Build History of Oxygen Content Fusion Releases

Build ID: 2023022015

Fri, 10 March 2023 10:00:00 GMT

Security/Component Update:

  • This build addresses a vulnerability that could lead to information disclosure.
  • Updated the Spring Boot Dependencies library to version 2.7.7 to avoid CVE-2022-41881.
  • Updated the Netty library to version 4.1.86.Final to avoid CVE-2022-41881.
  • Updated the JSON Web Token library (jsonwebtoken) to version 9.0 to avoid CVE-2022-23540.

Editing:

  • Fixed an issue where files larger than 1MB could not be saved.

Content Fusion:

  • Fixed an issue where the new file creation form could not be submitted using the Enter key.

Build ID: 2022121305

Tue, 20 December 2022 10:00:00 GMT

Authentication:

  • Fixed an issue where logging in with Google or GitHub did not work in some scenarios.

Security/Component Update:

  • Updated the Apache shiro-web library to version 1.10.1.
  • Updated the spring-boot-dependencies library to version 2.7.6 for security reasons, and spring-security-core was updated to version 5.7.5 to avoid CVE-2022-31692.
  • Updated the Socket.IO library to version 4.5.3 to avoid vulnerability CVE-2022-2421.
  • Updated the SnakeYAML library to version 1.33 to avoid vulnerability CVE-2022-25857.
  • Updated the Jackson Databind (jackson-databind) library to version 2.13.4.2 to avoid CVE-2022-42003.
  • Updated the Jackson Databind (jackson-databind) library to version 2.13.4.2 to eliminate the vulnerability CVE-2022-42004.
  • Updated the spring-boot-dependencies library to version 2.7.6 for security reasons, and spring-security-core was updated to version 5.7.5 to avoid CVE-2022-31690.
  • Updated Apache Tomcat to version 9.0.69 for security reasons.
  • Updated the Engine.IO library to version 6.2.1 to avoid CVE-2022-41940.
  • Updated the body-parser and express libraries, which update the qs library to version 6.11.0 to avoid CVE-2022-24999.
  • Content Fusion now comes with the latest release of Oxygen XML Web Author, along with all of its various improvements and bug fixes.

VMWare:

  • Fixed an issue where the recommended amount of RAM was lower than needed.

Full Text Search:

  • Fixed an issue where the Full Text Search feature would no longer work for old tasks after restoring from a backup.

Build ID: 2022092005

Tue, 27 September 2022 10:00:00 GMT

Authentication:

  • Fixed an issue where logging in with Google or GitHub did not work in some scenarios.

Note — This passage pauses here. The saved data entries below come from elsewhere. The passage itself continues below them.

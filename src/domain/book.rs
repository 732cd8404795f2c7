use chrono::{Datelike, NaiveDate};
use serde::{Deserialize, Serialize};
use std::fmt;
use strum::{Display, EnumString};

use super::{Dated, Person, ymd};

/// Physical format of a printed book.
#[derive(
    Debug, Clone, Copy, PartialEq, Eq, Hash, Default, Display, EnumString, Serialize, Deserialize,
)]
#[strum(ascii_case_insensitive)]
pub enum Size {
    Pocket,
    #[default]
    Standard,
    Big,
}

#[derive(Debug, Clone, PartialEq, Eq, Hash, Serialize, Deserialize)]
pub struct Book {
    pub author: Person,
    pub title: String,
    pub publication_date: NaiveDate,
    pub format: Size,
}

impl Book {
    pub fn new(
        author: Person,
        title: impl Into<String>,
        publication_date: NaiveDate,
        format: Size,
    ) -> Self {
        Self {
            author,
            title: title.into(),
            publication_date,
            format,
        }
    }

    pub fn publication_year(&self) -> i32 {
        self.publication_date.year()
    }

    pub fn is_pocket(&self) -> bool {
        self.format == Size::Pocket
    }
}

impl Default for Book {
    fn default() -> Self {
        Self::new(
            Person::default(),
            "DefaultTitle",
            ymd(2001, 1, 1),
            Size::Standard,
        )
    }
}

impl Dated for Book {
    fn date(&self) -> NaiveDate {
        self.publication_date
    }
}

impl fmt::Display for Book {
    fn fmt(&self, f: &mut fmt::Formatter<'_>) -> fmt::Result {
        write!(
            f,
            "Author: {}, Title: {}, Format: {}, Published: {}",
            self.author, self.title, self.format, self.publication_date
        )
    }
}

Security/Component Update:

  • Updated the PostgreSQL JDBC driver to version 42.4.1.
  • Removed the gosu utility from the Docker PostgreSQL image to eliminate the CVE-2022-29162 vulnerability.
  • Updated the JSON In Java (org.json:json) library to version 20220320 to avoid the SONATYPE-2022-3061 security vulnerability.
  • Updated the Apache Shiro library to version 1.9.1 to remove the CVE-2022-32532 vulnerability.
  • Updated RESTEasy to version 4.7.6 to avoid the CVE-2020-1695 vulnerability.
  • Updated the Spring Security library to version 5.7.2 to avoid CVE-2022-22978.

E-mail notifications:

  • Fixed an issue where email notifications were not sent to collaborators when a file was edited.

Search:

  • Fixed an issue where clicking on a search result sometimes did not open the correct URL.